The motto of the museum is “Respect: respect for yourself, respect for others, respect for the environment.” In that order, Qumsiyeh specifies. “I cannot respect nature or other people if I don’t respect myself, if I don’t feel empowered.”
The atmosphere that Qumsiyeh has created at the museum is a vehicle of self-empowerment for Palestinians and global citizens. “When your mind is free you can do many things,” even under difficult circumstances, he says.
More than just producing research, “we are producing new realities,” Qumsiyeh adds.
The key is creativity. “There are a bunch of obstacles,” Abu Sarhan says, “but sometimes they can be seen as opportunities.”
With limited physical space and access to natural resources – consequences of both the occupation and climate change – the push toward sustainability in Palestine becomes that much more relevant.
There are a bunch of obstacles, but sometimes they can be seen as opportunities
Mohammed Abu Sarhan, biologist
The garden at the museum utilises various modules to educate people on living self-sustainably, including hydroponic and aquaponic systems – methods of growing plants and fish together, without soil, by using mineral nutrient solutions in a water solvent; a biogas system – a system of creating gas from organic compost; and various methods of organic gardening.
“We brought some people from Gaza here,” Qumsiyeh gives as an example, “and we trained them in aquaponics so they can go and raise their own fish and vegetables in a very limited space with very limited natural resources that are left for them.”
The museum is also working on a community garden project, where 25 small plots of land have been carved out of the museum’s garden to facilitate 25 families from refugee camps in Bethlehem.
“Through our work on cultural heritage, we see how much the people in the past worked together,” Najajrah says, adding that this is one of the reasons for the garden.

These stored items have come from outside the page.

use std::path::Path;

use serde::{Deserialize, Serialize};
use tracing::{info, warn};

use crate::error::{Result, SemsearchError};
use crate::types::MissingTextPolicy;

/// Top-level configuration for semsearch.
///
/// Loaded from `~/.semsearch/config.toml` by default. Every section falls back
/// to its defaults when omitted.
#[derive(Debug, Clone, Default, Serialize, Deserialize)]
pub struct SemsearchConfig {
    #[serde(default)]
    pub general: GeneralConfig,
    #[serde(default)]
    pub encoder: EncoderConfig,
    #[serde(default)]
    pub corpus: CorpusConfig,
    #[serde(default)]
    pub search: SearchConfig,
}

impl SemsearchConfig {
    /// Load and validate configuration from a TOML file.
    pub fn load(path: &Path) -> Result<Self> {
        let content = std::fs::read_to_string(path)?;
        let config: SemsearchConfig = toml::from_str(&content)?;
        config.validate()?;
        info!("Configuration loaded from {}", path.display());
        Ok(config)
    }

    /// Load configuration from a TOML file, falling back to defaults if the
    /// file does not exist, cannot be parsed, or fails validation.
    pub fn load_or_default(path: &Path) -> Self {
        match Self::load(path) {
            Ok(config) => config,
            Err(e) => {
                warn!(
                    "Failed to load config from {}: {}. Using defaults.",
                    path.display(),
                    e
                );
                Self::default()
            }
        }
    }

    /// Save the current configuration to a TOML file.
    pub fn save(&self, path: &Path) -> Result<()> {
        if let Some(parent) = path.parent() {
            std::fs::create_dir_all(parent)?;
        }
        let content = toml::to_string_pretty(self)?;
        std::fs::write(path, content)?;
        info!("Configuration saved to {}", path.display());
        Ok(())
    }

    /// Reject values the engine cannot run with.
    pub fn validate(&self) -> Result<()> {
        if self.encoder.dimensions == 0 {
            return Err(SemsearchError::Config(
                "encoder.dimensions must be at least 1".to_string(),
            ));
        }
        if self.corpus.batch_size == 0 {
            return Err(SemsearchError::Config(
                "corpus.batch_size must be at least 1".to_string(),
            ));
        }
        if self.corpus.text_field.trim().is_empty() {
            return Err(SemsearchError::Config(
                "corpus.text_field must not be empty".to_string(),
            ));
        }
        if self.search.default_top_k == 0 {
            return Err(SemsearchError::Config(
                "search.default_top_k must be at least 1".to_string(),
            ));
        }
        Ok(())
    }
}

/// General application settings.
#[derive(Debug, Clone, Serialize, Deserialize)]
#[serde(default)]
pub struct GeneralConfig {
    /// Log level: trace, debug, info, warn, error.
    pub log_level: String,
}

impl Default for GeneralConfig {
    fn default() -> Self {
        Self {
            log_level: "info".to_string(),
        }
    }
}

/// Which encoder implementation turns text into vectors.
#[derive(Debug, Clone, Copy, Default, PartialEq, Eq, Serialize, Deserialize)]
#[serde(rename_all = "snake_case")]
pub enum EncoderBackend {
    /// Deterministic hash-derived vectors. Always available.
    #[default]
    Hash,
    /// Sentence-transformer model run through ONNX Runtime.
    Onnx,
}

/// Encoder settings.
#[derive(Debug, Clone, Serialize, Deserialize)]
#[serde(default)]
pub struct EncoderConfig {
    pub backend: EncoderBackend,
    /// Sentence-transformer model name.
    pub model: String,
    /// Directory containing `model.onnx` and `tokenizer.json`.
    pub model_dir: Option<String>,
    /// Output dimension of the hash encoder.
    pub dimensions: usize,
}

impl Default for EncoderConfig {
    fn default() -> Self {
        Self {
            backend: EncoderBackend::Hash,
            model: "all-MiniLM-L6-v2".to_string(),
            model_dir: None,
            dimensions: 384,
        }
    }
}

/// Corpus ingestion settings.
#[derive(Debug, Clone, Serialize, Deserialize)]
#[serde(default)]
pub struct CorpusConfig {
    /// Metadata key whose string value is embedded for each record.
    pub text_field: String,
    /// Maximum number of records read from the source.
    pub limit: usize,
    /// Number of texts per `encode_many` call.
    pub batch_size: usize,
    /// Handling of records without usable text.
    pub missing_text: MissingTextPolicy,
}

impl Default for CorpusConfig {
    fn default() -> Self {
        Self {
            text_field: "reviewText".to_string(),
            limit: 1000,
            batch_size: 32,
            missing_text: MissingTextPolicy::Skip,
        }
    }
}

/// Query and result display settings.
#[derive(Debug, Clone, Serialize, Deserialize)]
#[serde(default)]
pub struct SearchConfig {
    /// Number of results returned when the caller does not choose.
    pub default_top_k: usize,
    /// Metadata keys shown next to each hit.
    pub result_fields: Vec<String>,
    /// Characters of the text field shown per hit.
    pub preview_chars: usize,
}

impl Default for SearchConfig {
    fn default() -> Self {
        Self {
            default_top_k: 5,
            result_fields: vec![
                "overall".to_string(),
                "reviewerName".to_string(),
                "asin".to_string(),
            ],
            preview_chars: 200,
        }
    }
}

#[cfg(test)]
mod tests {
    use super::*;
    use std::io::Write;
    use tempfile::NamedTempFile;

    fn create_temp_config(content: &str) -> NamedTempFile {
        let mut file = NamedTempFile::new().unwrap();
        file.write_all(content.as_bytes()).unwrap();
        file
    }

    #[test]
    fn test_default_config() {
        let config = SemsearchConfig::default();
        assert_eq!(config.general.log_level, "info");
        assert_eq!(config.encoder.backend, EncoderBackend::Hash);
        assert_eq!(config.encoder.model, "all-MiniLM-L6-v2");
        assert!(config.encoder.model_dir.is_none());
        assert_eq!(config.encoder.dimensions, 384);
        assert_eq!(config.corpus.text_field, "reviewText");
        assert_eq!(config.corpus.limit, 1000);
        assert_eq!(config.corpus.batch_size, 32);
        assert_eq!(config.corpus.missing_text, MissingTextPolicy::Skip);
        assert_eq!(config.search.default_top_k, 5);
        assert_eq!(
            config.search.result_fields,
            vec!["overall", "reviewerName", "asin"]
        );
        assert_eq!(config.search.preview_chars, 200);
        assert!(config.validate().is_ok());
    }

    #[test]
    fn test_load_valid_config() {
        let content = r#"
[general]
log_level = "debug"

[encoder]
backend = "onnx"
model = "paraphrase-MiniLM-L3-v2"
model_dir = "/models/minilm"
dimensions = 128

[corpus]
text_field = "summary"
limit = 250
batch_size = 8
missing_text = "placeholder"

[search]
default_top_k = 10
result_fields = ["asin"]
preview_chars = 80
"#;
        let file = create_temp_config(content);
        let config = SemsearchConfig::load(file.path()).unwrap();

        assert_eq!(config.general.log_level, "debug");
        assert_eq!(config.encoder.backend, EncoderBackend::Onnx);
        assert_eq!(config.encoder.model, "paraphrase-MiniLM-L3-v2");
        assert_eq!(config.encoder.model_dir.as_deref(), Some("/models/minilm"));
        assert_eq!(config.encoder.dimensions, 128);
        assert_eq!(config.corpus.text_field, "summary");
        assert_eq!(config.corpus.limit, 250);
        assert_eq!(config.corpus.batch_size, 8);
        assert_eq!(config.corpus.missing_text, MissingTextPolicy::Placeholder);
        assert_eq!(config.search.default_top_k, 10);
        assert_eq!(config.search.result_fields, vec!["asin"]);
        assert_eq!(config.search.preview_chars, 80);
    }

    #[test]
    fn test_load_partial_config_uses_defaults() {
        let content = r#"
[corpus]
limit = 10
"#;
        let file = create_temp_config(content);
        let config = SemsearchConfig::load(file.path()).unwrap();
        assert_eq!(config.corpus.limit, 10);
        assert_eq!(config.corpus.text_field, "reviewText");
        assert_eq!(config.corpus.batch_size, 32);
        assert_eq!(config.search.default_top_k, 5);
    }

    #[test]
    fn test_config_empty_toml_uses_all_defaults() {
        let file = create_temp_config("");
        let config = SemsearchConfig::load(file.path()).unwrap();
        assert_eq!(config.general.log_level, "info");
        assert_eq!(config.corpus.limit, 1000);
    }

    #[test]
    fn test_load_invalid_toml() {
        let file = create_temp_config("this is {{ not valid TOML");
        let result = SemsearchConfig::load(file.path());
        assert!(matches!(result, Err(SemsearchError::Config(_))));
    }

    #[test]
    fn test_load_rejects_zero_batch_size() {
        let file = create_temp_config("[corpus]\nbatch_size = 0\n");
        let err = SemsearchConfig::load(file.path()).unwrap_err();
        assert!(err.to_string().contains("batch_size"));
    }

    #[test]
    fn test_validate_rejects_bad_values() {
        let mut config = SemsearchConfig::default();
        config.encoder.dimensions = 0;
        assert!(config.validate().is_err());

        let mut config = SemsearchConfig::default();
        config.corpus.text_field = "  ".to_string();
        assert!(config.validate().is_err());

        let mut config = SemsearchConfig::default();
        config.search.default_top_k = 0;
        assert!(config.validate().is_err());
    }

    #[test]
    fn test_load_or_default_missing_file() {
        let config = SemsearchConfig::load_or_default(Path::new("/nonexistent/config.toml"));
        assert_eq!(config.corpus.text_field, "reviewText");
    }

    #[test]
    fn test_load_or_default_invalid_values() {
        let file = create_temp_config("[search]\ndefault_top_k = 0\n");
        let config = SemsearchConfig::load_or_default(file.path());
        assert_eq!(config.search.default_top_k, 5);
    }

    #[test]
    fn test_save_and_reload() {
        let dir = tempfile::tempdir().unwrap();
        let path = dir.path().join("nested").join("config.toml");

        let mut config = SemsearchConfig::default();
        config.corpus.missing_text = MissingTextPolicy::Placeholder;
        config.encoder.model_dir = Some("/opt/models".to_string());
        config.save(&path).unwrap();

        assert!(path.exists());
        let reloaded = SemsearchConfig::load(&path).unwrap();
        assert_eq!(reloaded.corpus.missing_text, MissingTextPolicy::Placeholder);
        assert_eq!(reloaded.encoder.model_dir.as_deref(), Some("/opt/models"));
        assert_eq!(reloaded.search.result_fields, config.search.result_fields);
    }
}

The idea behind the community garden is to guide the new Palestinian generation back to their roots of working together and with the land.
More generally, museum projects such as the community garden simply promote a healthy, sustainable lifestyle. “You develop a positive attitude about life,” by working in these areas, Qumsiyeh believes. “It provides a positive energy that otherwise people under colonisation and occupation feel a negative energy.
“When we are sitting out here in the open area [of the museum garden] and seeing all these flowers and butterflies flying around, this to me is the essence of saying, ‘No. I am a human being and this land is mine.'”
“Establishing the museum and being here in Bethlehem is actually one form of non-violent resistance,” Abu Sarhan says proudly. “As they say: to exist is to resist.”